The double-stranded DNA shown in the sequence 1 of sequence table of take is template, and 167 amino acids are suddenlyd change, and obtains a mutant; 167 and 195 amino acids are carried out to rite-directed mutagenesis simultaneously, obtain a mutant; 89,167 and 195 amino acids are carried out to rite-directed mutagenesis simultaneously, obtain a mutant; 89,167,180 and 195 amino acids are suddenlyd change simultaneously, obtain a mutant.By the albumen of each genetic expression in mutant library is carried out, enzyme is alive to be identified, has found that the product specificity of a series of enzymes is different from mutain and the encoding gene thereof of the albumen of α-CGTase-WT shown in sequence 1.

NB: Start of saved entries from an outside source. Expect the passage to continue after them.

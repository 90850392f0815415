use super::rate::RateLimiter;
use super::stop::StopSignal;
use crate::connection::ConnectionState;
use crate::error::PoolError;
use crate::pool::ConnectionPool;
use crate::workload::Workload;
use loadgen_core::{Connector, ErrorKind, OperationOutcome};
use loadgen_metrics::MetricsSink;
use std::sync::atomic::{AtomicUsize, Ordering};
use std::sync::Arc;
use std::time::Duration;

/// Metrics label for acquire timeouts.
pub const POOL_ACQUIRE: &str = "POOL_ACQUIRE";

/// Upper bound on the pause after hitting a connection that is not ready.
const NOT_READY_PAUSE: Duration = Duration::from_millis(50);

#[derive(Debug, Clone, Copy, PartialEq, Eq)]
pub enum WorkerExit {
    Stopped,
    PoolClosed,
    AllConnectionsClosed,
}

/// Counts live worker threads. Decrements when dropped.
pub(crate) struct LiveGuard(Arc<AtomicUsize>);

impl LiveGuard {
    pub(crate) fn new(live: &Arc<AtomicUsize>) -> Self {
        live.fetch_add(1, Ordering::AcqRel);
        Self(Arc::clone(live))
    }
}

impl Drop for LiveGuard {
    fn drop(&mut self) {
        self.0.fetch_sub(1, Ordering::AcqRel);
    }
}

pub(crate) struct Worker<C: Connector> {
    pub(crate) name: String,
    pub(crate) pool: Arc<ConnectionPool<C>>,
    pub(crate) workload: Workload<C>,
    pub(crate) sink: Arc<dyn MetricsSink>,
    pub(crate) limiter: Option<Arc<RateLimiter>>,
    pub(crate) stop: Arc<StopSignal>,
}

impl<C: Connector> Worker<C> {
    /// Loop until stopped or the pool can no longer serve.
    ///
    /// The stop signal is only checked between units of work, so an
    /// operation in flight always completes or fails on its own timeout.
    pub(crate) fn run(mut self) -> WorkerExit {
        tracing::debug!("{} started", self.name);
        let exit = loop {
            if self.stop.is_stopped() {
                break WorkerExit::Stopped;
            }

            let mut conn = match self.pool.acquire() {
                Ok(conn) => conn,
                Err(PoolError::Exhausted(waited)) => {
                    self.sink.record(OperationOutcome::failure(
                        POOL_ACQUIRE,
                        waited,
                        ErrorKind::Connection,
                    ));
                    continue;
                }
                Err(PoolError::Closed) => break WorkerExit::PoolClosed,
                Err(PoolError::AllConnectionsClosed) => {
                    tracing::warn!("{}: every connection in its pool is closed", self.name);
                    break WorkerExit::AllConnectionsClosed;
                }
            };

            let outcomes = self.workload.execute_once(&mut conn);
            let pause = match conn.state() {
                ConnectionState::Connected | ConnectionState::Closed => None,
                _ => Some(conn.retry_in().min(NOT_READY_PAUSE)),
            };
            for outcome in outcomes {
                self.sink.record(outcome);
            }
            self.pool.release(conn);

            if let Some(pause) = pause {
                if self.stop.wait_timeout(pause) {
                    break WorkerExit::Stopped;
                }
                continue;
            }

            if let Some(limiter) = &self.limiter {
                if !limiter.wait(&self.stop) {
                    break WorkerExit::Stopped;
                }
            }
        };
        self.workload.cleanup();
        tracing::debug!("{} exited: {exit:?}", self.name);
        exit
    }
}
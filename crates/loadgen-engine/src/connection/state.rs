use std::fmt;
use std::sync::atomic::{AtomicU8, Ordering};

/// Lifecycle of one managed connection.
#[derive(Debug, Clone, Copy, PartialEq, Eq, Hash)]
pub enum ConnectionState {
    Disconnected,
    Connecting,
    Connected,
    /// Lost or failed; waiting for the backoff to elapse.
    Degraded,
    /// Terminal. Shut down, or gave up after exhausting retries.
    Closed,
}

impl ConnectionState {
    fn as_u8(self) -> u8 {
        match self {
            ConnectionState::Disconnected => 0,
            ConnectionState::Connecting => 1,
            ConnectionState::Connected => 2,
            ConnectionState::Degraded => 3,
            ConnectionState::Closed => 4,
        }
    }

    fn from_u8(value: u8) -> Self {
        match value {
            0 => ConnectionState::Disconnected,
            1 => ConnectionState::Connecting,
            2 => ConnectionState::Connected,
            3 => ConnectionState::Degraded,
            _ => ConnectionState::Closed,
        }
    }
}

impl fmt::Display for ConnectionState {
    fn fmt(&self, f: &mut fmt::Formatter<'_>) -> fmt::Result {
        let s = match self {
            ConnectionState::Disconnected => "disconnected",
            ConnectionState::Connecting => "connecting",
            ConnectionState::Connected => "connected",
            ConnectionState::Degraded => "degraded",
            ConnectionState::Closed => "closed",
        };
        write!(f, "{s}")
    }
}

/// State readable without locking the manager that owns it.
///
/// Only the owning manager writes. The pool reads it to prefer healthy
/// connections and to detect that every connection is closed.
#[derive(Debug)]
pub struct StateCell(AtomicU8);

impl StateCell {
    pub fn new(state: ConnectionState) -> Self {
        Self(AtomicU8::new(state.as_u8()))
    }

    pub fn get(&self) -> ConnectionState {
        ConnectionState::from_u8(self.0.load(Ordering::Acquire))
    }

    pub(crate) fn set(&self, state: ConnectionState) {
        self.0.store(state.as_u8(), Ordering::Release);
    }
}
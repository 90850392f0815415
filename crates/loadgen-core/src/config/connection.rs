use super::{secs, ConfigError};
use serde::{Deserialize, Serialize};
use std::fmt;
use std::path::PathBuf;
use std::str::FromStr;
use std::time::Duration;

/// Address of one server node.
#[derive(Debug, Clone, PartialEq, Eq, Serialize, Deserialize)]
pub struct NodeAddress {
    pub host: String,
    pub port: u16,
}

impl NodeAddress {
    pub fn new(host: impl Into<String>, port: u16) -> Self {
        Self {
            host: host.into(),
            port,
        }
    }
}

impl fmt::Display for NodeAddress {
    fn fmt(&self, f: &mut fmt::Formatter<'_>) -> fmt::Result {
        write!(f, "{}:{}", self.host, self.port)
    }
}

impl FromStr for NodeAddress {
    type Err = String;

    fn from_str(s: &str) -> Result<Self, Self::Err> {
        let s = s.trim();
        let (host, port) = s
            .rsplit_once(':')
            .ok_or_else(|| format!("Invalid node address '{s}': expected host:port"))?;
        if host.is_empty() {
            return Err(format!("Invalid node address '{s}': empty host"));
        }
        let port = port
            .parse::<u16>()
            .map_err(|e| format!("Invalid port in node address '{s}': {e}"))?;
        Ok(NodeAddress::new(host, port))
    }
}

/// TLS options handed to the client unchanged.
#[derive(Debug, Clone, PartialEq, Eq, Serialize, Deserialize)]
#[serde(default)]
pub struct TlsConfig {
    pub enabled: bool,
    /// Verify the server certificate chain and host name.
    pub verify_peer: bool,
    /// PEM bundle of trusted CA certificates. Platform roots are used if unset.
    pub ca_certs: Option<PathBuf>,
    /// PEM client certificate for mutual TLS.
    pub cert_file: Option<PathBuf>,
    /// PEM private key matching `cert_file`.
    pub key_file: Option<PathBuf>,
    /// Overrides the name used for SNI and certificate verification.
    pub server_name: Option<String>,
}

impl Default for TlsConfig {
    fn default() -> Self {
        Self {
            enabled: false,
            verify_peer: true,
            ca_certs: None,
            cert_file: None,
            key_file: None,
            server_name: None,
        }
    }
}

/// Connection settings for every manager in every pool.
#[derive(Debug, Clone, PartialEq, Serialize, Deserialize)]
#[serde(default)]
pub struct ConnectionConfig {
    pub client_name: String,
    pub host: String,
    pub port: u16,
    pub username: Option<String>,
    pub password: Option<String>,
    pub database: u32,
    pub cluster_mode: bool,
    pub cluster_nodes: Vec<NodeAddress>,
    pub tls: TlsConfig,
    #[serde(with = "secs")]
    pub socket_timeout: Duration,
    #[serde(with = "secs")]
    pub connect_timeout: Duration,
    /// Upper bound on connections held by one pool.
    pub max_connections: usize,
    /// Consecutive failed connection attempts after which a manager gives up.
    pub retry_attempts: u32,
    #[serde(with = "secs")]
    pub backoff_base: Duration,
    pub backoff_multiplier: f64,
    #[serde(with = "secs")]
    pub backoff_max: Duration,
    /// Idle time after which a connection is pinged before use. Zero disables.
    #[serde(with = "secs")]
    pub health_check_interval: Duration,
}

impl Default for ConnectionConfig {
    fn default() -> Self {
        Self {
            client_name: "kv-loadgen".to_string(),
            host: "localhost".to_string(),
            port: 6379,
            username: None,
            password: None,
            database: 0,
            cluster_mode: false,
            cluster_nodes: Vec::new(),
            tls: TlsConfig::default(),
            socket_timeout: Duration::from_secs(5),
            connect_timeout: Duration::from_secs(5),
            max_connections: 50,
            retry_attempts: 3,
            backoff_base: Duration::from_millis(100),
            backoff_multiplier: 2.0,
            backoff_max: Duration::from_secs(5),
            health_check_interval: Duration::from_secs(30),
        }
    }
}

impl ConnectionConfig {
    pub fn new(host: impl Into<String>, port: u16) -> Self {
        Self {
            host: host.into(),
            port,
            ..Default::default()
        }
    }

    pub fn with_auth(mut self, username: Option<String>, password: Option<String>) -> Self {
        self.username = username;
        self.password = password;
        self
    }

    pub fn with_database(mut self, database: u32) -> Self {
        self.database = database;
        self
    }

    pub fn with_cluster_nodes(mut self, nodes: Vec<NodeAddress>) -> Self {
        self.cluster_mode = true;
        self.cluster_nodes = nodes;
        self
    }

    pub fn with_tls(mut self, tls: TlsConfig) -> Self {
        self.tls = tls;
        self
    }

    pub fn with_timeouts(mut self, connect: Duration, socket: Duration) -> Self {
        self.connect_timeout = connect;
        self.socket_timeout = socket;
        self
    }

    pub fn with_retry_attempts(mut self, attempts: u32) -> Self {
        self.retry_attempts = attempts;
        self
    }

    pub fn with_backoff(mut self, base: Duration, multiplier: f64, max: Duration) -> Self {
        self.backoff_base = base;
        self.backoff_multiplier = multiplier;
        self.backoff_max = max;
        self
    }

    pub fn with_health_check_interval(mut self, interval: Duration) -> Self {
        self.health_check_interval = interval;
        self
    }

    pub fn with_max_connections(mut self, max: usize) -> Self {
        self.max_connections = max;
        self
    }

    /// Nodes to connect to: the cluster seed list in cluster mode, otherwise
    /// the single configured host.
    pub fn nodes(&self) -> Vec<NodeAddress> {
        if self.cluster_mode && !self.cluster_nodes.is_empty() {
            self.cluster_nodes.clone()
        } else {
            vec![NodeAddress::new(self.host.clone(), self.port)]
        }
    }

    /// Target description with credentials masked.
    pub fn describe(&self) -> String {
        let scheme = if self.tls.enabled { "rediss" } else { "redis" };
        let auth = match (&self.username, &self.password) {
            (Some(user), Some(_)) => format!("{user}:***@"),
            (None, Some(_)) => ":***@".to_string(),
            (Some(user), None) => format!("{user}@"),
            (None, None) => String::new(),
        };
        let nodes = self
            .nodes()
            .iter()
            .map(|n| n.to_string())
            .collect::<Vec<_>>()
            .join(",");
        if self.cluster_mode {
            format!("{scheme}://{auth}{nodes} (cluster)")
        } else {
            format!("{scheme}://{auth}{nodes}/{}", self.database)
        }
    }

    pub fn validate(&self) -> Result<(), ConfigError> {
        if self.nodes().iter().any(|n| n.host.trim().is_empty()) {
            return Err(ConfigError::Connection("host must not be empty".into()));
        }
        if self.max_connections == 0 {
            return Err(ConfigError::Connection(
                "max_connections must be greater than 0".into(),
            ));
        }
        if self.retry_attempts == 0 {
            return Err(ConfigError::Connection(
                "retry_attempts must be greater than 0".into(),
            ));
        }
        if self.backoff_base.is_zero() || self.backoff_max < self.backoff_base {
            return Err(ConfigError::Connection(format!(
                "backoff_base ({:?}) must be non-zero and not exceed backoff_max ({:?})",
                self.backoff_base, self.backoff_max
            )));
        }
        if !self.backoff_multiplier.is_finite() || self.backoff_multiplier < 1.0 {
            return Err(ConfigError::Connection(format!(
                "backoff_multiplier must be >= 1.0, got {}",
                self.backoff_multiplier
            )));
        }
        if self.socket_timeout.is_zero() || self.connect_timeout.is_zero() {
            return Err(ConfigError::Connection(
                "socket and connect timeouts must be non-zero".into(),
            ));
        }
        if self.tls.cert_file.is_some() != self.tls.key_file.is_some() {
            return Err(ConfigError::Connection(
                "TLS client certificate and key must be given together".into(),
            ));
        }
        Ok(())
    }
}
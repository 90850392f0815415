//! The shared, thread-safe metrics sink.

use crate::histogram::LatencyHistogram;
use crate::ring::{nearest_rank, LatencyRing, DEFAULT_RING_CAPACITY};
use crate::snapshot::{
    ChannelSnapshot, ConnectionSnapshot, MetricsSnapshot, OperationSnapshot, RunBounds,
    RunIdentity, RunSummary, RunTermination,
};
use chrono::Utc;
use loadgen_core::{ErrorKind, OperationOutcome};
use parking_lot::Mutex;
use std::collections::{BTreeMap, HashMap};
use std::time::{Duration, Instant};

/// Connection lifecycle events reported by connection managers.
#[derive(Debug, Clone, Copy, PartialEq, Eq)]
pub enum ConnectionEvent {
    /// One connect attempt finished.
    Attempt { success: bool },
    /// An established connection broke.
    Dropped,
    /// A manager lost (or never had) a connection and started retrying.
    OutageStarted,
    /// A retry succeeded after an outage that lasted `duration`.
    Reconnected { duration: Duration },
    /// A manager gave up after exhausting its retry attempts.
    Closed,
}

/// Destination for everything workers and managers observe.
///
/// Implementations must accept concurrent calls from any number of threads.
pub trait MetricsSink: Send + Sync {
    fn record(&self, outcome: OperationOutcome);

    fn record_connection(&self, event: ConnectionEvent);

    /// A pub/sub message arrived, or receiving on the channel failed.
    fn record_message(&self, channel: &str, result: Result<(), ErrorKind>);
}

#[derive(Debug, Clone)]
struct OperationMetrics {
    total: u64,
    success: u64,
    errors: u64,
    total_duration: Duration,
    min: Option<Duration>,
    max: Duration,
    latencies: LatencyRing,
    errors_by_kind: BTreeMap<ErrorKind, u64>,
    histogram: LatencyHistogram,
    interval_total: u64,
    interval_errors: u64,
}

impl OperationMetrics {
    fn new(ring_capacity: usize) -> Self {
        Self {
            total: 0,
            success: 0,
            errors: 0,
            total_duration: Duration::ZERO,
            min: None,
            max: Duration::ZERO,
            latencies: LatencyRing::new(ring_capacity),
            errors_by_kind: BTreeMap::new(),
            histogram: LatencyHistogram::default(),
            interval_total: 0,
            interval_errors: 0,
        }
    }

    fn record(&mut self, outcome: &OperationOutcome) {
        self.total += 1;
        self.interval_total += 1;
        if outcome.success {
            self.success += 1;
        } else {
            self.errors += 1;
            self.interval_errors += 1;
            let kind = outcome.error.unwrap_or(ErrorKind::Unknown);
            *self.errors_by_kind.entry(kind).or_insert(0) += 1;
        }
        self.total_duration += outcome.latency;
        self.min = Some(self.min.map_or(outcome.latency, |m| m.min(outcome.latency)));
        self.max = self.max.max(outcome.latency);
        self.latencies.push(outcome.latency);
        self.histogram.observe(outcome.latency);
    }
}

#[derive(Debug, Default)]
struct ConnectionMetrics {
    attempts: u64,
    failures: u64,
    drops: u64,
    reconnections: u64,
    reconnected: u64,
    reconnection_total: Duration,
    reconnection_max: Duration,
    reconnection_histogram: LatencyHistogram,
    hard_failures: u64,
}

#[derive(Debug, Default)]
struct ChannelMetrics {
    received: u64,
    errors: u64,
    errors_by_kind: BTreeMap<ErrorKind, u64>,
}

struct State {
    operations: HashMap<&'static str, OperationMetrics>,
    connections: ConnectionMetrics,
    channels: HashMap<String, ChannelMetrics>,
    interval_started: Instant,
}

impl State {
    fn reset_interval(&mut self, now: Instant) {
        for metrics in self.operations.values_mut() {
            metrics.interval_total = 0;
            metrics.interval_errors = 0;
        }
        self.interval_started = now;
    }
}

/// Copy of one operation's raw data, taken under the lock.
struct RawOperation {
    name: &'static str,
    metrics: OperationMetrics,
}

/// Aggregates outcomes from every worker of a run.
///
/// One coarse lock guards all state. Each critical section is a handful of
/// counter updates plus one ring push; percentile sorting happens outside the
/// lock on a copy.
pub struct MetricsAggregator {
    state: Mutex<State>,
    ring_capacity: usize,
    created: Instant,
}

impl Default for MetricsAggregator {
    fn default() -> Self {
        Self::new()
    }
}

impl MetricsAggregator {
    pub fn new() -> Self {
        Self::with_ring_capacity(DEFAULT_RING_CAPACITY)
    }

    pub fn with_ring_capacity(ring_capacity: usize) -> Self {
        let now = Instant::now();
        Self {
            state: Mutex::new(State {
                operations: HashMap::new(),
                connections: ConnectionMetrics::default(),
                channels: HashMap::new(),
                interval_started: now,
            }),
            ring_capacity,
            created: now,
        }
    }

    /// Start a new reporting window. Run totals are kept.
    pub fn reset_interval(&self) {
        self.state.lock().reset_interval(Instant::now());
    }

    /// Consistent copy of all counters with percentiles computed.
    pub fn snapshot(&self) -> MetricsSnapshot {
        self.capture(false)
    }

    /// Snapshot and start a new reporting window under one lock, so no
    /// outcome falls between the copy and the reset.
    pub fn snapshot_and_reset_interval(&self) -> MetricsSnapshot {
        self.capture(true)
    }

    fn capture(&self, reset: bool) -> MetricsSnapshot {
        let taken = Instant::now();
        let (raw, connections, channels, interval_started) = {
            let mut state = self.state.lock();
            let raw: Vec<RawOperation> = state
                .operations
                .iter()
                .map(|(name, metrics)| RawOperation {
                    name: *name,
                    metrics: metrics.clone(),
                })
                .collect();
            let connections = connection_snapshot(&state.connections);
            let channels: BTreeMap<String, ChannelSnapshot> = state
                .channels
                .iter()
                .map(|(name, c)| {
                    (
                        name.clone(),
                        ChannelSnapshot {
                            received: c.received,
                            errors: c.errors,
                            errors_by_kind: c.errors_by_kind.clone(),
                        },
                    )
                })
                .collect();
            let interval_started = state.interval_started;
            if reset {
                state.reset_interval(taken);
            }
            (raw, connections, channels, interval_started)
        };

        let operations = raw
            .into_iter()
            .map(|r| (r.name.to_string(), operation_snapshot(&r.metrics)))
            .collect();

        MetricsSnapshot {
            taken_at: Utc::now(),
            elapsed_secs: taken.duration_since(self.created).as_secs_f64(),
            interval_secs: taken.saturating_duration_since(interval_started).as_secs_f64(),
            operations,
            connections,
            channels,
        }
    }

    /// Snapshot plus run bounds and identity.
    pub fn final_summary(
        &self,
        identity: RunIdentity,
        bounds: RunBounds,
        termination: RunTermination,
    ) -> RunSummary {
        RunSummary::from_snapshot(self.snapshot(), identity, bounds, termination)
    }
}

fn ms(d: Duration) -> f64 {
    d.as_secs_f64() * 1000.0
}

fn operation_snapshot(metrics: &OperationMetrics) -> OperationSnapshot {
    let mut sorted = metrics.latencies.to_vec();
    sorted.sort_unstable();
    let avg_ms = if metrics.total > 0 {
        ms(metrics.total_duration) / metrics.total as f64
    } else {
        0.0
    };
    OperationSnapshot {
        total: metrics.total,
        success: metrics.success,
        errors: metrics.errors,
        avg_ms,
        min_ms: metrics.min.map(ms).unwrap_or(0.0),
        max_ms: ms(metrics.max),
        p50_ms: ms(nearest_rank(&sorted, 50.0)),
        p95_ms: ms(nearest_rank(&sorted, 95.0)),
        p99_ms: ms(nearest_rank(&sorted, 99.0)),
        samples: sorted.len(),
        errors_by_kind: metrics.errors_by_kind.clone(),
        interval_total: metrics.interval_total,
        interval_errors: metrics.interval_errors,
        histogram: metrics.histogram.snapshot(),
    }
}

fn connection_snapshot(c: &ConnectionMetrics) -> ConnectionSnapshot {
    let avg_reconnection_ms = if c.reconnected > 0 {
        ms(c.reconnection_total) / c.reconnected as f64
    } else {
        0.0
    };
    ConnectionSnapshot {
        attempts: c.attempts,
        failures: c.failures,
        drops: c.drops,
        reconnections: c.reconnections,
        avg_reconnection_ms,
        max_reconnection_ms: ms(c.reconnection_max),
        hard_failures: c.hard_failures,
        reconnection_histogram: c.reconnection_histogram.snapshot(),
    }
}

impl MetricsSink for MetricsAggregator {
    fn record(&self, outcome: OperationOutcome) {
        let mut state = self.state.lock();
        let ring_capacity = self.ring_capacity;
        state
            .operations
            .entry(outcome.operation)
            .or_insert_with(|| OperationMetrics::new(ring_capacity))
            .record(&outcome);
    }

    fn record_connection(&self, event: ConnectionEvent) {
        let mut state = self.state.lock();
        let c = &mut state.connections;
        match event {
            ConnectionEvent::Attempt { success } => {
                c.attempts += 1;
                if !success {
                    c.failures += 1;
                }
            }
            ConnectionEvent::Dropped => c.drops += 1,
            ConnectionEvent::OutageStarted => c.reconnections += 1,
            ConnectionEvent::Reconnected { duration } => {
                c.reconnected += 1;
                c.reconnection_total += duration;
                c.reconnection_max = c.reconnection_max.max(duration);
                c.reconnection_histogram.observe(duration);
            }
            ConnectionEvent::Closed => c.hard_failures += 1,
        }
    }

    fn record_message(&self, channel: &str, result: Result<(), ErrorKind>) {
        let mut state = self.state.lock();
        if !state.channels.contains_key(channel) {
            state
                .channels
                .insert(channel.to_string(), ChannelMetrics::default());
        }
        if let Some(metrics) = state.channels.get_mut(channel) {
            match result {
                Ok(()) => metrics.received += 1,
                Err(kind) => {
                    metrics.errors += 1;
                    *metrics.errors_by_kind.entry(kind).or_insert(0) += 1;
                }
            }
        }
    }
}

Embodiment 2, enzyme are lived and are identified
One, the following double chain DNA molecule of difference synthetic:
(1) double chain DNA molecule 1: with the difference of DNA molecular shown in the sequence 2 of sequence table be will be from 5 ' end 499-501 position Nucleotide by TAC sudden change for CACCACCAC; Accordingly the 167th amino acids residue in sequence 1 is sported to three continuous Histidines by tyrosine.The albumen called after albumen 1 of double chain DNA molecule 1 coding.
(2) double chain DNA molecule 2: be by TAC, to sport CACCACCAC from 5 ' end 499-501 position Nucleotide with the difference of DNA molecular shown in the sequence 2 of sequence table, and will by TAT, sport CGA from 5 ' end 583-585 position Nucleotide; Accordingly the 167th amino acids residue in sequence 1 is sported to three continuous Histidines by tyrosine, and the 195th amino acids residue is sported to phenylalanine by tyrosine.The albumen called after albumen 2 of double chain DNA molecule 2 codings.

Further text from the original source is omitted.